**Your assignment:**
What lines in the records include the string "EnvFilter"? Return each one.

Recorded data
= Beginning of Section =

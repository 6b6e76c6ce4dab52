//! CLI configuration.
//!
//! Sources, highest precedence first:
//!
//! 1. `CBC_IP_POLICY` environment variable (`strict` or `permissive`)
//! 2. the YAML or JSON file given by `--config`
//! 3. defaults (strict IP checking)

use std::path::{Path, PathBuf};

use serde::Deserialize;

use cbc_core::{IpPolicy, ValidationError};

/// Environment variable overriding the IP policy.
pub const IP_POLICY_ENV: &str = "CBC_IP_POLICY";

/// Settings shared by all subcommands.
#[derive(Debug, Clone, Copy, Default, PartialEq, Eq, Deserialize)]
#[serde(default, deny_unknown_fields)]
pub struct CliConfig {
    /// How client IP addresses in signup documents are checked.
    pub ip_policy: IpPolicy,
}

impl CliConfig {
    /// Resolve configuration from the optional file and the environment.
    pub fn load(path: Option<&Path>) -> Result<Self, ConfigError> {
        let mut config = match path {
            Some(path) => Self::from_file(path)?,
            None => Self::default(),
        };
        config.apply_env(std::env::var(IP_POLICY_ENV).ok().as_deref())?;
        tracing::debug!(ip_policy = %config.ip_policy, "configuration resolved");
        Ok(config)
    }

    /// Read a configuration file. `.json` files are parsed as JSON, anything
    /// else as YAML.
    pub fn from_file(path: &Path) -> Result<Self, ConfigError> {
        let content = std::fs::read_to_string(path).map_err(|source| ConfigError::Read {
            path: path.to_path_buf(),
            source,
        })?;
        let parsed = if path.extension().is_some_and(|e| e.eq_ignore_ascii_case("json")) {
            serde_json::from_str(&content).map_err(|e| e.to_string())
        } else {
            serde_yaml::from_str(&content).map_err(|e| e.to_string())
        };
        parsed.map_err(|reason| ConfigError::Parse {
            path: path.to_path_buf(),
            reason,
        })
    }

    /// Apply the value of [`IP_POLICY_ENV`], if set.
    fn apply_env(&mut self, ip_policy: Option<&str>) -> Result<(), ConfigError> {
        if let Some(raw) = ip_policy {
            self.ip_policy = raw.parse().map_err(|source| ConfigError::InvalidEnv {
                var: IP_POLICY_ENV,
                source,
            })?;
        }
        Ok(())
    }
}

/// Configuration errors.
#[derive(Debug, thiserror::Error)]
pub enum ConfigError {
    #[error("failed to read config file {}: {source}", .path.display())]
    Read {
        path: PathBuf,
        source: std::io::Error,
    },
    #[error("invalid config file {}: {reason}", .path.display())]
    Parse { path: PathBuf, reason: String },
    #[error("invalid value for {var}: {source}")]
    InvalidEnv {
        var: &'static str,
        source: ValidationError,
    },
}
//! # cbc CLI entry point
//!
//! Parses command-line arguments, resolves configuration, and dispatches to
//! subcommand handlers.

use std::path::PathBuf;
use std::process::ExitCode;

use clap::{Parser, Subcommand};
use tracing_subscriber::EnvFilter;

use cbc_cli::check::{run_check, CheckArgs};
use cbc_cli::config::CliConfig;
use cbc_cli::refine::{run_refine, RefineArgs};
use cbc_cli::signup::{run_signup, SignupArgs};

/// Correct-by-construction model toolkit.
///
/// Checks loose documents against their strict models, runs single
/// refinements, and drives signup records through their phases.
#[derive(Parser, Debug)]
#[command(name = "cbc", version, about, long_about = None)]
struct Cli {
    /// Enable verbose output. Repeat for more verbosity (-v, -vv, -vvv).
    #[arg(short, long, action = clap::ArgAction::Count, global = true)]
    verbose: u8,

    /// Path to configuration file (YAML or JSON).
    #[arg(long, global = true)]
    config: Option<PathBuf>,

    #[command(subcommand)]
    command: Commands,
}

#[derive(Subcommand, Debug)]
enum Commands {
    /// Check a loose document with its legacy validator and strict model.
    Check(CheckArgs),

    /// Apply one refinement to a raw value.
    Refine(RefineArgs),

    /// Load a signup document and apply server responses.
    Signup(SignupArgs),
}

fn main() -> ExitCode {
    let cli = Cli::parse();

    let filter = match cli.verbose {
        0 => EnvFilter::new("warn"),
        1 => EnvFilter::new("info"),
        2 => EnvFilter::new("debug"),
        _ => EnvFilter::new("trace"),
    };

    tracing_subscriber::fmt()
        .with_env_filter(filter)
        .with_target(false)
        .with_writer(std::io::stderr)
        .init();

    let config = match CliConfig::load(cli.config.as_deref()) {
        Ok(config) => config,
        Err(e) => {
            tracing::error!("{e}");
            return ExitCode::from(2);
        }
    };

    let result = match cli.command {
        Commands::Check(args) => run_check(&args, &config),
        Commands::Refine(args) => run_refine(&args, &config),
        Commands::Signup(args) => run_signup(&args, &config),
    };

    match result {
        Ok(code) => ExitCode::from(code),
        Err(e) => {
            tracing::error!("{e:#}");
            ExitCode::from(2)
        }
    }
}
//! # Signup Subcommand
//!
//! Loads a loose signup document as a record, then applies the inputs given,
//! in phase order: the raw form data, the server's submission check, then
//! the email confirmation. Prints the record in whatever phase it reached.
//!
//! Only `justStarted` and `formDataEntered` documents load. A `justStarted`
//! record needs `--form-data` before any response applies to it; later
//! phases must be reached by applying responses here.

use std::path::{Path, PathBuf};

use anyhow::{Context, Result};
use clap::Args;
use serde::Deserialize;

use cbc_signup::{SignupEvent, SignupForm, SignupRecord, UncheckedFormData};

use crate::config::CliConfig;

/// Arguments for the `cbc signup` subcommand.
#[derive(Args, Debug)]
pub struct SignupArgs {
    /// Loose signup document (JSON or YAML).
    #[arg(long, value_name = "FILE")]
    pub form: PathBuf,

    /// Raw form fields to enter into a `justStarted` record (JSON or YAML
    /// with `proposedUsername`, `proposedPassword` and `emailAddress`).
    #[arg(long, value_name = "FILE")]
    pub form_data: Option<PathBuf>,

    /// Body of the server's username/password check response.
    #[arg(long, value_name = "FILE")]
    pub submission_response: Option<PathBuf>,

    /// Body of the email confirmation response.
    #[arg(long, value_name = "FILE")]
    pub email_confirmation: Option<PathBuf>,
}

/// Where a signup run ended.
#[derive(Debug)]
pub struct SignupOutcome {
    /// The record after every applicable input.
    pub record: SignupRecord,
    /// Why the last input did not advance it, if one did not.
    pub rejection: Option<String>,
}

#[derive(Debug, Deserialize)]
#[serde(rename_all = "camelCase", deny_unknown_fields)]
struct FormDataFile {
    proposed_username: String,
    proposed_password: String,
    email_address: String,
}

impl From<FormDataFile> for UncheckedFormData {
    fn from(f: FormDataFile) -> Self {
        UncheckedFormData::new(f.proposed_username, f.proposed_password, f.email_address)
    }
}

fn read_body(path: &Path) -> Result<Vec<u8>> {
    std::fs::read(path).with_context(|| format!("failed to read response: {}", path.display()))
}

/// Build the record and apply the inputs. Stops at the first input that
/// does not advance the record.
pub fn drive_signup(args: &SignupArgs, config: &CliConfig) -> Result<SignupOutcome> {
    let form: SignupForm = crate::load_document(&args.form)?;
    let mut record = form
        .into_record(config.ip_policy)
        .with_context(|| format!("cannot load signup document: {}", args.form.display()))?;

    tracing::info!(signup_id = %record.id(), phase = %record.phase(), "signup loaded");

    let form_data = args
        .form_data
        .as_deref()
        .map(crate::load_document::<FormDataFile>)
        .transpose()?;
    let submission = args.submission_response.as_deref().map(read_body).transpose()?;
    let confirmation = args.email_confirmation.as_deref().map(read_body).transpose()?;

    let events = form_data
        .map(|data| SignupEvent::FormSubmitted(data.into()))
        .into_iter()
        .chain(submission.as_deref().map(SignupEvent::SubmissionChecked))
        .chain(confirmation.as_deref().map(SignupEvent::EmailConfirmed));

    for event in events {
        match record.advance(event) {
            Ok(next) => record = next,
            Err(rejected) => {
                let (unchanged, error) = rejected.into_parts();
                return Ok(SignupOutcome {
                    record: unchanged,
                    rejection: Some(error.to_string()),
                });
            }
        }
    }

    Ok(SignupOutcome {
        record,
        rejection: None,
    })
}

/// Execute the signup subcommand.
///
/// Returns exit code: 0 if every given input advanced the record, 1 if one
/// did not.
pub fn run_signup(args: &SignupArgs, config: &CliConfig) -> Result<u8> {
    let outcome = drive_signup(args, config)?;
    println!("{}", crate::to_pretty_json(&outcome.record)?);
    match outcome.rejection {
        None => Ok(0),
        Some(reason) => {
            println!("not advanced: {reason}");
            Ok(1)
        }
    }
}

= End of Section =

**Final answer:**
use tracing_subscriber::EnvFilter;
        0 => EnvFilter::new("warn"),
        1 => EnvFilter::new("info"),
        2 => EnvFilter::new("debug"),
        _ => EnvFilter::new("trace"),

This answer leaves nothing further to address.